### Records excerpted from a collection
* * *
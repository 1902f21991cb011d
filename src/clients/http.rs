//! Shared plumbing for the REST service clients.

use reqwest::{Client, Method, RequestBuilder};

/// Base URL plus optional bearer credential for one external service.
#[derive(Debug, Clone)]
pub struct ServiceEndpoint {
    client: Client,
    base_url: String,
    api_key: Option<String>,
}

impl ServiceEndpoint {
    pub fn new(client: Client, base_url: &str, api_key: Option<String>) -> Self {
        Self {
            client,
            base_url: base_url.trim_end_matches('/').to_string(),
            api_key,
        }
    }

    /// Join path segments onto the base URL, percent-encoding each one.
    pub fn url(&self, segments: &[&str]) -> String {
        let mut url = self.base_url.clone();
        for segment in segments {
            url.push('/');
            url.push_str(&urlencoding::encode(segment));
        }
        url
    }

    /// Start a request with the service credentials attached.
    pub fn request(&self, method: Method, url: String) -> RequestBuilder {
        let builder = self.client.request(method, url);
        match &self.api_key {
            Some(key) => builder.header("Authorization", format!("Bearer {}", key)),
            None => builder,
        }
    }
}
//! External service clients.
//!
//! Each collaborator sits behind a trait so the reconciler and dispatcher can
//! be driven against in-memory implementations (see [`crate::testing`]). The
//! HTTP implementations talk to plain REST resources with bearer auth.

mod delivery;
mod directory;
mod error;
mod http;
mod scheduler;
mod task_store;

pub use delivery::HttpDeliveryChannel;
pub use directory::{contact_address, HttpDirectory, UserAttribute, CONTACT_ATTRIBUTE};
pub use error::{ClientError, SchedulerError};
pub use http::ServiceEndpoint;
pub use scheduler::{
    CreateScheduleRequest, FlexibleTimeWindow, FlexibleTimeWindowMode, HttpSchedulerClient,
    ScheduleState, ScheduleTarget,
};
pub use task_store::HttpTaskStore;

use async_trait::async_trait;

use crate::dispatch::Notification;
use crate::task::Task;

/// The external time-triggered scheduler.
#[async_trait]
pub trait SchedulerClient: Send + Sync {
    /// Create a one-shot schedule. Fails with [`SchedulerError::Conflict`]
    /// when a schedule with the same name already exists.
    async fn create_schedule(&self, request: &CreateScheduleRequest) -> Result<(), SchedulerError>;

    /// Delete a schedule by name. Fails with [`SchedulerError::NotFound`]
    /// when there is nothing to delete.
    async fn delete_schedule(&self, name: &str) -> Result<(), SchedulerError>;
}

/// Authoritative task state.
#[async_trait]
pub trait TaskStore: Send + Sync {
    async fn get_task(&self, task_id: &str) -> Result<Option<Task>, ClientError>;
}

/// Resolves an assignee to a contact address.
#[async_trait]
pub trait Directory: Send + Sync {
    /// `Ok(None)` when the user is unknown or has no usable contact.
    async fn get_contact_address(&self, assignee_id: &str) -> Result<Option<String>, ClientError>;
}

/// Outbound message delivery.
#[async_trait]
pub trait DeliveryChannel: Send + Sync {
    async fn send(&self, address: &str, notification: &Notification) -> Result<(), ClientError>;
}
* * *
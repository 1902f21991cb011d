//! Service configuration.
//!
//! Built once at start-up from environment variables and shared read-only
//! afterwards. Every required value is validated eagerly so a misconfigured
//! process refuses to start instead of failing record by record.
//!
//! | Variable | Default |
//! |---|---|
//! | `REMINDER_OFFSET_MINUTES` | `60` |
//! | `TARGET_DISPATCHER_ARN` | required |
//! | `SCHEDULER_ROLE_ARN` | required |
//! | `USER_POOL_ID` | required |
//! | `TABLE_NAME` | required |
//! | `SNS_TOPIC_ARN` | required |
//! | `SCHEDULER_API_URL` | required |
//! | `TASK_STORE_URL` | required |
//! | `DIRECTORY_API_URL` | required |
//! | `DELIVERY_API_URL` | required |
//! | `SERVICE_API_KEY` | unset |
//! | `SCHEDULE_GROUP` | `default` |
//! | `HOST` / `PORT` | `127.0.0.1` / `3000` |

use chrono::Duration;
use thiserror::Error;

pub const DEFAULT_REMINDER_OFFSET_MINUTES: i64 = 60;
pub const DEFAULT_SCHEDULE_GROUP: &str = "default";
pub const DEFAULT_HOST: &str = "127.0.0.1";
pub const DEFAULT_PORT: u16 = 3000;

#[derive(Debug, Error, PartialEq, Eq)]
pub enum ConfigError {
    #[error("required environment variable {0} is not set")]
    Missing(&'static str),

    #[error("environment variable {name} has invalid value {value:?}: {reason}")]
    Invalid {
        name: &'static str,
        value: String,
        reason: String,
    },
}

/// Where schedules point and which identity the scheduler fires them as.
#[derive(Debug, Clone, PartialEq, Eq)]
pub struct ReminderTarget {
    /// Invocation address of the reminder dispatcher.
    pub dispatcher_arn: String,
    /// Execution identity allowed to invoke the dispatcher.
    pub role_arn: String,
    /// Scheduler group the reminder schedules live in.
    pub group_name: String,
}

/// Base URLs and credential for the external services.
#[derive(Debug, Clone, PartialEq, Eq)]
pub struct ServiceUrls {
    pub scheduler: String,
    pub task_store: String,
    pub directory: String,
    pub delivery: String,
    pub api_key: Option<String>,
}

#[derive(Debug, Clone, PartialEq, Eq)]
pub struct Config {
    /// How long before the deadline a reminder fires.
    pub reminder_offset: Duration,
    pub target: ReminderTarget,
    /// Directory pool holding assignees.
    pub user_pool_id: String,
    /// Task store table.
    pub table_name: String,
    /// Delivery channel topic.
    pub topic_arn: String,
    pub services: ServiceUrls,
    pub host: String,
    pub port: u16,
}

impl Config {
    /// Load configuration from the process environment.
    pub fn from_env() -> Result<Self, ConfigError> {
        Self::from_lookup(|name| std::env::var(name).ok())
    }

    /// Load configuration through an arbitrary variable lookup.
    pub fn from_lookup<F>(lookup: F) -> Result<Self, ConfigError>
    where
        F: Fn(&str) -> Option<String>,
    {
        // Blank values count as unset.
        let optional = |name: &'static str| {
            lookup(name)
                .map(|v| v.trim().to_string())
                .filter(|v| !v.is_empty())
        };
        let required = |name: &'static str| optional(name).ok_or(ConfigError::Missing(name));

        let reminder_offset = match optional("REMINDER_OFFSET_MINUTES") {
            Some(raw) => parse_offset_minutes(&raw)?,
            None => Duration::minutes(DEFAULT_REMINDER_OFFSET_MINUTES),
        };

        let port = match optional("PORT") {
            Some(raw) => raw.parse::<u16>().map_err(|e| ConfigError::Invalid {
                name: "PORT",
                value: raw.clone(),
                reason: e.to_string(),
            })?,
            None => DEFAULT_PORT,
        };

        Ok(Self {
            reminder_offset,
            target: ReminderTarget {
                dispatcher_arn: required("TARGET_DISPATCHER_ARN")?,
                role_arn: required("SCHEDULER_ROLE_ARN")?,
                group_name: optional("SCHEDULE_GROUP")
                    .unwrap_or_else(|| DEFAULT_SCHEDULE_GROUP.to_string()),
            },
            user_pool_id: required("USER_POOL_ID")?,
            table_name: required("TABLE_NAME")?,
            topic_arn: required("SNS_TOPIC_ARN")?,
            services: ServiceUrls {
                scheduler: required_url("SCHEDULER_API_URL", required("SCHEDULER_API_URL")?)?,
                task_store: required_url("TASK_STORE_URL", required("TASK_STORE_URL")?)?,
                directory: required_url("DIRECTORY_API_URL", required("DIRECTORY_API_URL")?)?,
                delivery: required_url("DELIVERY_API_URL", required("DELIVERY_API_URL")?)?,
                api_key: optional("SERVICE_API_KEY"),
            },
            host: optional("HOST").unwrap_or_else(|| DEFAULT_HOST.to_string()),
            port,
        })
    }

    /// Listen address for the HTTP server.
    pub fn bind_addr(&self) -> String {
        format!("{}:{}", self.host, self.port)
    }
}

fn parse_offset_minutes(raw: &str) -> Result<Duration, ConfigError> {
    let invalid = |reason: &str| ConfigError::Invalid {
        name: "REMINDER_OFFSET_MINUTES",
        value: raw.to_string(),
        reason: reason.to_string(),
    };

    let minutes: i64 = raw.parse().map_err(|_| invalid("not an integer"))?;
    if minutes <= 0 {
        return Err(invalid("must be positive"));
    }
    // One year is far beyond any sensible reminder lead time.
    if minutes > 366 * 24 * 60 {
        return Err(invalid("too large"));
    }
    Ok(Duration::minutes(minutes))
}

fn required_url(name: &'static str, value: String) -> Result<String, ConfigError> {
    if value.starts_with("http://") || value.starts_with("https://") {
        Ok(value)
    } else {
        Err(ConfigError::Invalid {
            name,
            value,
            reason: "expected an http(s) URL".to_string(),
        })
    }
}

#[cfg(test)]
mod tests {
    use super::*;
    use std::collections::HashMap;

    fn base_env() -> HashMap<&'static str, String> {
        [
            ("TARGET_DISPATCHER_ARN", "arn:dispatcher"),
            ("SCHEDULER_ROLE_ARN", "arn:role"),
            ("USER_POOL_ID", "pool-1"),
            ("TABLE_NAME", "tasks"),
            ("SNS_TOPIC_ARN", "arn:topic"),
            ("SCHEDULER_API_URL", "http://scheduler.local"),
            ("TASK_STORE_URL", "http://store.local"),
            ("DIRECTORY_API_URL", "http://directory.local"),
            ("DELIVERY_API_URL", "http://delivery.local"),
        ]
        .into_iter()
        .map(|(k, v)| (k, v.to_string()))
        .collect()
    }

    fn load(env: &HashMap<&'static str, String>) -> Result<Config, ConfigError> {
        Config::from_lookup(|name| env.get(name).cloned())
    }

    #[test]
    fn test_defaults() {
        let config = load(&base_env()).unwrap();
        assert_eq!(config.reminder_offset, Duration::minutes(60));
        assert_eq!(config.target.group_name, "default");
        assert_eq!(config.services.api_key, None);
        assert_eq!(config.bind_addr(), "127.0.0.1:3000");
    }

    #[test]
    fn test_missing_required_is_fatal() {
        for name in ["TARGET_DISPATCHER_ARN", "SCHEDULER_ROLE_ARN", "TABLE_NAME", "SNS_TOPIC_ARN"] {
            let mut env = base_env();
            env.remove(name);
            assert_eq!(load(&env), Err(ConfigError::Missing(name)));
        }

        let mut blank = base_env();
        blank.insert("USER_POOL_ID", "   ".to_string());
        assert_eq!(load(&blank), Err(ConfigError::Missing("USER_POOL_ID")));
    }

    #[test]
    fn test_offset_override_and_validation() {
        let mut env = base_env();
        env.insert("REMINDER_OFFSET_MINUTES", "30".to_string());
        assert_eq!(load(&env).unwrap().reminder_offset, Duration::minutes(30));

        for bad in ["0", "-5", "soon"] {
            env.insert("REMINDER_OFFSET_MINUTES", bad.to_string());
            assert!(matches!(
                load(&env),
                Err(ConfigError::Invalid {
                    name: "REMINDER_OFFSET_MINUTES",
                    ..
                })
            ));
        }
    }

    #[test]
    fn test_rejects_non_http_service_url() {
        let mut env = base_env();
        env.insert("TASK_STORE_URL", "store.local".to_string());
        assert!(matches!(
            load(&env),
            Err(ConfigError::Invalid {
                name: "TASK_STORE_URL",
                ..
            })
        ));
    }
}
* * *
### To do
Scan the lines above for "use crate::dispatch::Notification;" and for "pub trait DeliveryChannel: Send". Repeat exactly the line holding each of them and every line in between.

### Response to the task
use crate::dispatch::Notification;
use crate::task::Task;

/// The external time-triggered scheduler.
#[async_trait]
pub trait SchedulerClient: Send + Sync {
    /// Create a one-shot schedule. Fails with [`SchedulerError::Conflict`]
    /// when a schedule with the same name already exists.
    async fn create_schedule(&self, request: &CreateScheduleRequest) -> Result<(), SchedulerError>;

    /// Delete a schedule by name. Fails with [`SchedulerError::NotFound`]
    /// when there is nothing to delete.
    async fn delete_schedule(&self, name: &str) -> Result<(), SchedulerError>;
}

/// Authoritative task state.
#[async_trait]
pub trait TaskStore: Send + Sync {
    async fn get_task(&self, task_id: &str) -> Result<Option<Task>, ClientError>;
}

/// Resolves an assignee to a contact address.
#[async_trait]
pub trait Directory: Send + Sync {
    /// `Ok(None)` when the user is unknown or has no usable contact.
    async fn get_contact_address(&self, assignee_id: &str) -> Result<Option<String>, ClientError>;
}

/// Outbound message delivery.
#[async_trait]
pub trait DeliveryChannel: Send + Sync {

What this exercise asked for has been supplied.